EXERCISE REQUIREMENTS = Whenever a line in the records below holds the string "implementation", include it in the count, and state the number alone.

-------------------------

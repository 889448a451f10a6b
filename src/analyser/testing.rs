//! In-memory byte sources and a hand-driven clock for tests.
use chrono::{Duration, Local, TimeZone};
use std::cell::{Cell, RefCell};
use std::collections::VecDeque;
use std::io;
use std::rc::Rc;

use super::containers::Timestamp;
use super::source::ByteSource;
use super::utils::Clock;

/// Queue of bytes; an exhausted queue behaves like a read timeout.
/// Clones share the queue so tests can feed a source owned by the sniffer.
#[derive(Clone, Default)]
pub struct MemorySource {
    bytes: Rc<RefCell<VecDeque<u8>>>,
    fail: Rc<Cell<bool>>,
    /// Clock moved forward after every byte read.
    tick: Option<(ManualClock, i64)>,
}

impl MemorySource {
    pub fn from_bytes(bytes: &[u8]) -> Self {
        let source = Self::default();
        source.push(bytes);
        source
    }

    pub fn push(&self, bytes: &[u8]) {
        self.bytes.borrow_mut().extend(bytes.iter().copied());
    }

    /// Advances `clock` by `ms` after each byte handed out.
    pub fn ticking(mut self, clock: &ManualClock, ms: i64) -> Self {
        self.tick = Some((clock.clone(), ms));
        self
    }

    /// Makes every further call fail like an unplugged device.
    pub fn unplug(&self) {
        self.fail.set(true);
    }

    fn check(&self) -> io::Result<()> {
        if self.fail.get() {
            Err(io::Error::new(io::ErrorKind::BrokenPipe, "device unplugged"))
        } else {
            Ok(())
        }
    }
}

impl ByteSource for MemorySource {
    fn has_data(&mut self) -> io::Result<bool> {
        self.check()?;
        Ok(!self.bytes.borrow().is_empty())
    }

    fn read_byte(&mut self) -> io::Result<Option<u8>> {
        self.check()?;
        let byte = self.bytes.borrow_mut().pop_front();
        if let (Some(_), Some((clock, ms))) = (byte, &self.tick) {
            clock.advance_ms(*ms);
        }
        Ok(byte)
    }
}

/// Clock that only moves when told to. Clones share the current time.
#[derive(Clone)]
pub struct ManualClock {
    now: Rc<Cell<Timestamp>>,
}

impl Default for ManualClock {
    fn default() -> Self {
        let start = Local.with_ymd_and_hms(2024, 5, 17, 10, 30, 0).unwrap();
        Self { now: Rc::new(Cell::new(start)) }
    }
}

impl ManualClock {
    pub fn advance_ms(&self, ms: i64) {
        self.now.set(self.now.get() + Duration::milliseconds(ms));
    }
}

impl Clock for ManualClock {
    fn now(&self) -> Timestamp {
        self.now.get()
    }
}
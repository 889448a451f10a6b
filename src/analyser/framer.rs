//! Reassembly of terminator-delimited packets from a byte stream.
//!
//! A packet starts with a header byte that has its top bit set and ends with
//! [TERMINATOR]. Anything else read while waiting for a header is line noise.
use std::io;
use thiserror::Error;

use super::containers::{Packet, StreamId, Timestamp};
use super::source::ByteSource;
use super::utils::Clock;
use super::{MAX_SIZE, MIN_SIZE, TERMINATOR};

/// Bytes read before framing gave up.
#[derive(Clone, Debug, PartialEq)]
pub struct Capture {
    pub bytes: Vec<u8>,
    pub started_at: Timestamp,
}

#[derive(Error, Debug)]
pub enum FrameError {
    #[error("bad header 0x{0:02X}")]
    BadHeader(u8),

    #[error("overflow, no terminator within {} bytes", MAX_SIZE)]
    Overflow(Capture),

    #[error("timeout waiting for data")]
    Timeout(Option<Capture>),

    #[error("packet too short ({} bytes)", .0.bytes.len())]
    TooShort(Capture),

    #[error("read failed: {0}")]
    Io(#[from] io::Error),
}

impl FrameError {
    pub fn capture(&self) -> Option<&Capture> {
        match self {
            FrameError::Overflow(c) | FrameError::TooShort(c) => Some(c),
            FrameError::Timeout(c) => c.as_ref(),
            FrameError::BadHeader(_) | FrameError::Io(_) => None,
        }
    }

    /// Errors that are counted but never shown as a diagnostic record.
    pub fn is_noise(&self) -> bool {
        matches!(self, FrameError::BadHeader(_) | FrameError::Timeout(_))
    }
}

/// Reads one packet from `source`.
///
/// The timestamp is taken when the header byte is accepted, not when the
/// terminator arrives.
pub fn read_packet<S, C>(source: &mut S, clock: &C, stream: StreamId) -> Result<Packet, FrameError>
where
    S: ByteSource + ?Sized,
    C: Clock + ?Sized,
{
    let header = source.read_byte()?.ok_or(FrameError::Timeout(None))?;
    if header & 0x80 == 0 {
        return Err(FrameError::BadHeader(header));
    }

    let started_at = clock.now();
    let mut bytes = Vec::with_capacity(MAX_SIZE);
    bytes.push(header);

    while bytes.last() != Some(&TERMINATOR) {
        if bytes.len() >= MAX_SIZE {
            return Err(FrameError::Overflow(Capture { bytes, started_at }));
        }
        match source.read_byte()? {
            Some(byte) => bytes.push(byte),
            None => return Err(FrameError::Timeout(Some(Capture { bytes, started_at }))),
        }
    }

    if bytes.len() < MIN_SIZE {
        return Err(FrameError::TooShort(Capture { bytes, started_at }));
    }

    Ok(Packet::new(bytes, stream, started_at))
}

-------------------------

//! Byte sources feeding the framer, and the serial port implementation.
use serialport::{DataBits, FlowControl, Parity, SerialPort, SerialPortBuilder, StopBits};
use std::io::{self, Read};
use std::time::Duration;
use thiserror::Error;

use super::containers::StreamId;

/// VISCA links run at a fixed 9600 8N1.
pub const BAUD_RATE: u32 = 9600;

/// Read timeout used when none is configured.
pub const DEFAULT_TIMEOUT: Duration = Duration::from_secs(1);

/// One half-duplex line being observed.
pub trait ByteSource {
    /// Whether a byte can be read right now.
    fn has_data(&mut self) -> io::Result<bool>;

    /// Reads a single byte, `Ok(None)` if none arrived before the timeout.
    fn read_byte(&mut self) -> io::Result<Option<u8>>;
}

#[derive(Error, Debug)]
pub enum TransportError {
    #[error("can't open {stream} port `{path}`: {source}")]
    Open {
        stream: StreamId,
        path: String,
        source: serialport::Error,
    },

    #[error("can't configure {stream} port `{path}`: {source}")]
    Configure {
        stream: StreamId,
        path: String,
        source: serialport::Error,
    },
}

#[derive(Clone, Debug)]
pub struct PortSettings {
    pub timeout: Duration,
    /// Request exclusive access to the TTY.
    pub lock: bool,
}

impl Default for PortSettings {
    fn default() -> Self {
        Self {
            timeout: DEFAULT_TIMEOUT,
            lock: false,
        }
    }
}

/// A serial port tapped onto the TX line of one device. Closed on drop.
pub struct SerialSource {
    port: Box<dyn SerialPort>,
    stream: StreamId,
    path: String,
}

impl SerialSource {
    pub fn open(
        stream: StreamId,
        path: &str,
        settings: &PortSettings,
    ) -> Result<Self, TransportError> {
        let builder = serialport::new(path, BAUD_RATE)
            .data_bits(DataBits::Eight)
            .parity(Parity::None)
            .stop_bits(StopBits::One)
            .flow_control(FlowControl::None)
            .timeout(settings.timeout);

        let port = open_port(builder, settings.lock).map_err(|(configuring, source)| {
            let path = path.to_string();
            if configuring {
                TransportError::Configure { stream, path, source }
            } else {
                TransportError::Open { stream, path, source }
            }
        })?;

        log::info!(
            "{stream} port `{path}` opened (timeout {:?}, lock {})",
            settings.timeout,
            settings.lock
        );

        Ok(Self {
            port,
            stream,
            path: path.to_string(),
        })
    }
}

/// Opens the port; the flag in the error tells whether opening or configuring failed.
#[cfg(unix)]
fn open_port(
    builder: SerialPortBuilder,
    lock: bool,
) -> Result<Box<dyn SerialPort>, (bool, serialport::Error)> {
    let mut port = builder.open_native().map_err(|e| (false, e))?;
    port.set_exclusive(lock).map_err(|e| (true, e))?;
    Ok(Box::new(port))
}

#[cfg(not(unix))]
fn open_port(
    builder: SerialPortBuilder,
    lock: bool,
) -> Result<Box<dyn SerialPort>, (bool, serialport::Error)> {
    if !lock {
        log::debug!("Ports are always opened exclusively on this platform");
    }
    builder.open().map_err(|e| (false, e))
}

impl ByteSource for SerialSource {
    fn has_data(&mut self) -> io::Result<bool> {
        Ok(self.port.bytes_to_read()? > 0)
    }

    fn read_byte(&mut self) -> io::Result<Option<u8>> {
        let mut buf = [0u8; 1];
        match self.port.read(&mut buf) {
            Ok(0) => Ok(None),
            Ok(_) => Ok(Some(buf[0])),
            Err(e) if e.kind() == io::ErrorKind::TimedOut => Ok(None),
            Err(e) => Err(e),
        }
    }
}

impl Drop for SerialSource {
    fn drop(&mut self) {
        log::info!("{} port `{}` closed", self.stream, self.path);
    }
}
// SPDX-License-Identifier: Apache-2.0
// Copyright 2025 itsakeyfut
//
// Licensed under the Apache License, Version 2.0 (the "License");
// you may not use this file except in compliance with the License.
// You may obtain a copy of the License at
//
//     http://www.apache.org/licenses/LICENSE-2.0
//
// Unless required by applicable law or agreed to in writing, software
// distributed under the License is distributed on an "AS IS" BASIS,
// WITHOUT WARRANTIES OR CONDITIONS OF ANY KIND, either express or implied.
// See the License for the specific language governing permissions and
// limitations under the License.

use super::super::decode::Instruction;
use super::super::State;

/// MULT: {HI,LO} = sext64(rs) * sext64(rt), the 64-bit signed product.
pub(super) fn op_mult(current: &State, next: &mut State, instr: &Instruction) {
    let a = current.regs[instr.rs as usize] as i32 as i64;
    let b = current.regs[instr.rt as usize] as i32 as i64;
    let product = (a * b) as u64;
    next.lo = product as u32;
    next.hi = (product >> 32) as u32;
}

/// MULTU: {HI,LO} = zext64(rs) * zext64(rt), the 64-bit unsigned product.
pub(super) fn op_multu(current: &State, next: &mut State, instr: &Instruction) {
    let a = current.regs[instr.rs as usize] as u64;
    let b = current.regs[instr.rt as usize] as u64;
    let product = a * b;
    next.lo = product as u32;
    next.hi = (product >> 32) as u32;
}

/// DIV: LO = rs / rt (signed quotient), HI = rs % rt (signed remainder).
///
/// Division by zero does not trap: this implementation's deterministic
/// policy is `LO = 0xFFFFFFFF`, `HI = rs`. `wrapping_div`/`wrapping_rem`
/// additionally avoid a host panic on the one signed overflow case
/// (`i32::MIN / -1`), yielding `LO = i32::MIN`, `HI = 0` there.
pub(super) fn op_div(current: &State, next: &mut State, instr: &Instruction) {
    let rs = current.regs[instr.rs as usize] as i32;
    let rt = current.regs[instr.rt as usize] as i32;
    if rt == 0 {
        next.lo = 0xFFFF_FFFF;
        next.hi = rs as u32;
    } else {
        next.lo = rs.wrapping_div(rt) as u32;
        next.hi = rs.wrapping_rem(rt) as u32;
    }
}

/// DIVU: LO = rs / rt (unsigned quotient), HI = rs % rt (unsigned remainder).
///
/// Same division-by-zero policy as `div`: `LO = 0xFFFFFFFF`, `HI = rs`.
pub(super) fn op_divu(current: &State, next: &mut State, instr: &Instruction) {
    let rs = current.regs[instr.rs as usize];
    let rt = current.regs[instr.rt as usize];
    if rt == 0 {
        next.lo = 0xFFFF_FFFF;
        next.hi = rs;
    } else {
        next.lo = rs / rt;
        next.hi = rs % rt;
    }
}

-------------------------

RESULT FOR THIS EXERCISE = 2